Defence occupies a privileged place in the array of portfolios and agencies clamouring for money in the world of a pandemic, a serious hit to the GNI and high debt levels.

In her budget media release, the Minister for Defence solemnly declares that “the Budget delivers the Morrison Government’s commitment to grow the Defence budget to two per cent of GDP in the 2020-21 financial year and will deliver a stable funding path into the future”.

There’s a minor irony in the fact that, with its fixed percentage of GDP, the defence allocation will actually fall over the next year. But setting that aside, it is fair to question why, among all the demands for funding, defence should have a guaranteed share of GNI. What justifies two per cent, rather than the four per cent – suggested by some defence commentators – or, say, one-and-a-half-per cent – where the defence allocation sat for a number of years?

The figure is arbitrary. It may keep some allies happy, and it may afford a measure of comfort to some potential adversaries that spend considerably more themselves.
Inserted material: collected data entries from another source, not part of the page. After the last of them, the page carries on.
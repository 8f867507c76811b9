//! BirdApp server API client
//!
//! Every endpoint exchanges JSON with a `status`/`success` discriminator
//! field and a `message` on failure. Transport failures and non-2xx
//! responses map to `Error::Network`/`Error::Remote`; a well-formed body
//! carrying a failure discriminator maps to `Error::Remote` with the
//! server's message, leaving the caller's state intact for retry.

use crate::models::{
    BirdCount, Checklist, LoadChecklistResponse, Sighting, SpeciesListResponse,
    SubmitChecklistRequest, UpdateChecklistRequest,
};
use crate::{Error, Result};
use serde::Deserialize;
use serde_json::json;
use std::time::Duration;

const USER_AGENT: &str = "BirdApp-UI/0.1.0";
const REQUEST_TIMEOUT_SECS: u64 = 30;

/// Success/failure discriminator shared by the mutation endpoints.
///
/// The server is inconsistent about its flag: creation and deletion
/// return `status: "success"`, the update endpoint returns
/// `success: true`. Both spellings are accepted here.
#[derive(Debug, Deserialize)]
struct Ack {
    #[serde(default)]
    status: Option<String>,
    #[serde(default)]
    success: Option<bool>,
    #[serde(default)]
    message: Option<String>,
}

impl Ack {
    fn is_success(&self) -> bool {
        self.status.as_deref() == Some("success") || self.success == Some(true)
    }

    fn into_error(self) -> Error {
        Error::Remote(
            self.message
                .unwrap_or_else(|| "Server reported failure".to_string()),
        )
    }
}

/// BirdApp server API client
#[derive(Debug, Clone)]
pub struct ApiClient {
    http_client: reqwest::Client,
    base_url: String,
}

impl ApiClient {
    pub fn new(base_url: impl Into<String>) -> Result<Self> {
        let http_client = reqwest::Client::builder()
            .user_agent(USER_AGENT)
            .timeout(Duration::from_secs(REQUEST_TIMEOUT_SECS))
            .build()
            .map_err(|e| Error::Network(e.to_string()))?;

        Ok(Self {
            http_client,
            base_url: base_url.into().trim_end_matches('/').to_string(),
        })
    }

    pub fn base_url(&self) -> &str {
        &self.base_url
    }

    fn url(&self, path: &str) -> String {
        format!("{}/{}", self.base_url, path)
    }

    async fn check_http(response: reqwest::Response) -> Result<reqwest::Response> {
        let status = response.status();
        if !status.is_success() {
            let body = response.text().await.unwrap_or_default();
            return Err(Error::Remote(format!("HTTP {}: {}", status.as_u16(), body)));
        }
        Ok(response)
    }

    /// Fetch the full species catalog as display names
    pub async fn get_species(&self) -> Result<Vec<String>> {
        let url = self.url("get_species");
        tracing::debug!(url = %url, "Fetching species catalog");

        let response = Self::check_http(self.http_client.get(&url).send().await?).await?;
        let body: SpeciesListResponse = response.json().await?;

        let names = body.into_names();
        tracing::info!(count = names.len(), "Loaded species catalog");
        Ok(names)
    }

    /// Server-side species search by substring query
    pub async fn find_species(&self, query: &str) -> Result<Vec<String>> {
        let url = self.url("find_species");
        tracing::debug!(query = %query, "Searching species");

        let response = Self::check_http(
            self.http_client
                .get(&url)
                .query(&[("query", query)])
                .send()
                .await?,
        )
        .await?;
        let body: SpeciesListResponse = response.json().await?;
        Ok(body.into_names())
    }

    /// Submit a new checklist
    pub async fn submit_checklist(&self, request: &SubmitChecklistRequest) -> Result<()> {
        let url = self.url("submit_checklist");
        tracing::debug!(sightings = request.sightings.len(), "Submitting checklist");

        let response =
            Self::check_http(self.http_client.post(&url).json(request).send().await?).await?;
        let ack: Ack = response.json().await?;

        if ack.is_success() {
            tracing::info!("Checklist submitted");
            Ok(())
        } else {
            Err(ack.into_error())
        }
    }

    /// Load an existing checklist with its stored sightings
    pub async fn load_checklist(&self, checklist_id: i64) -> Result<LoadChecklistResponse> {
        let url = self.url("load_checklist");
        tracing::debug!(checklist_id, "Loading checklist");

        let response = Self::check_http(
            self.http_client
                .get(&url)
                .query(&[("id", checklist_id)])
                .send()
                .await?,
        )
        .await?;
        let body: LoadChecklistResponse = response.json().await?;

        if body.checklist.is_none() {
            return Err(Error::Remote(format!(
                "Checklist {} not found",
                checklist_id
            )));
        }
        Ok(body)
    }

    /// Update an existing checklist and its sightings
    pub async fn update_checklist(&self, request: &UpdateChecklistRequest) -> Result<()> {
        let url = self.url("update_checklist");
        tracing::debug!(checklist_id = request.checklist_id, "Updating checklist");

        let response =
            Self::check_http(self.http_client.post(&url).json(request).send().await?).await?;
        let ack: Ack = response.json().await?;

        if ack.is_success() {
            Ok(())
        } else {
            Err(ack.into_error())
        }
    }

    /// Delete a checklist by id
    pub async fn delete_checklist(&self, checklist_id: i64) -> Result<()> {
        let url = self.url("delete_checklist");
        tracing::debug!(checklist_id, "Deleting checklist");

        let response = Self::check_http(
            self.http_client
                .post(&url)
                .json(&json!({ "id": checklist_id }))
                .send()
                .await?,
        )
        .await?;
        let ack: Ack = response.json().await?;

        if ack.is_success() {
            Ok(())
        } else {
            Err(ack.into_error())
        }
    }

    /// List the current user's checklists
    pub async fn get_my_checklists(&self) -> Result<Vec<Checklist>> {
        #[derive(Deserialize)]
        struct ChecklistsResponse {
            #[serde(default)]
            checklists: Vec<Checklist>,
        }

        let url = self.url("get_my_checklists");
        tracing::debug!(url = %url, "Fetching my checklists");

        let response = Self::check_http(self.http_client.get(&url).send().await?).await?;
        let body: ChecklistsResponse = response.json().await?;
        Ok(body.checklists)
    }

    /// Per-species observation totals for one sampling event
    pub async fn get_birds_by_event(&self, sampling_event_id: &str) -> Result<Vec<BirdCount>> {
        #[derive(Deserialize)]
        struct BirdCountsResponse {
            #[serde(default)]
            status: Option<String>,
            #[serde(default)]
            message: Option<String>,
            #[serde(default)]
            bird_counts: Vec<BirdCount>,
        }

        let url = self.url("get_birds_by_event");
        tracing::debug!(sampling_event_id = %sampling_event_id, "Fetching birds by event");

        let response = Self::check_http(
            self.http_client
                .post(&url)
                .json(&json!({ "sampling_event_id": sampling_event_id }))
                .send()
                .await?,
        )
        .await?;
        let body: BirdCountsResponse = response.json().await?;

        if body.status.as_deref() == Some("success") {
            Ok(body.bird_counts)
        } else {
            Err(Error::Remote(body.message.unwrap_or_else(|| {
                "Failed to fetch birds for event".to_string()
            })))
        }
    }

    /// All sightings of one species, for heatmaps and time series
    pub async fn get_sightings(&self, bird_name: &str) -> Result<Vec<Sighting>> {
        #[derive(Deserialize)]
        struct SightingsResponse {
            #[serde(default)]
            sightings: Vec<Sighting>,
        }

        let url = self.url("get_sightings");
        tracing::debug!(bird_name = %bird_name, "Fetching sightings");

        let response = Self::check_http(
            self.http_client
                .get(&url)
                .query(&[("bird_name", bird_name)])
                .send()
                .await?,
        )
        .await?;
        let body: SightingsResponse = response.json().await?;
        Ok(body.sightings)
    }
}

#[cfg(test)]
mod tests {
    use super::*;

    #[test]
    fn client_creation_strips_trailing_slash() {
        let client = ApiClient::new("http://localhost:8000/BirdApp/").unwrap();
        assert_eq!(client.base_url(), "http://localhost:8000/BirdApp");
    }

    #[test]
    fn ack_accepts_both_discriminator_spellings() {
        let status: Ack = serde_json::from_str(r#"{"status": "success"}"#).unwrap();
        assert!(status.is_success());

        let success: Ack = serde_json::from_str(r#"{"success": true}"#).unwrap();
        assert!(success.is_success());

        let failure: Ack =
            serde_json::from_str(r#"{"status": "error", "message": "bad input"}"#).unwrap();
        assert!(!failure.is_success());
        assert!(failure.into_error().to_string().contains("bad input"));
    }
}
If other portfolios are required to argue on the basis of evidence-based need, why not Defence?

As The Australia Institute has argued elsewhere, ‘national security’ comprehends significantly broader issues than ‘national defence’, law enforcement and national intelligence. Yet to enshrine national defence on a pedestal of a GNI guarantee comes at unavoidable cost to the national ability to manage the consequences of climate change, natural disasters (many of them climate change related) and, of course, the pandemic.

This is not to suggest that national defence is a second order issue, or that it should not enjoy a measure of priority. But it is to suggest that there are dangers in transforming defence into some kind of sacred cow, its pre-eminence and prerogatives unsubstantiated and unargued. It is all very well to claim that Defence needs confidence for forward planning. So do all other portfolios. A singular budgetary rule for national defence risks leaving the national defence effort subject to significant questioning and disputation as voters live with the consequence of financial parsimony in other key areas of national endeavour.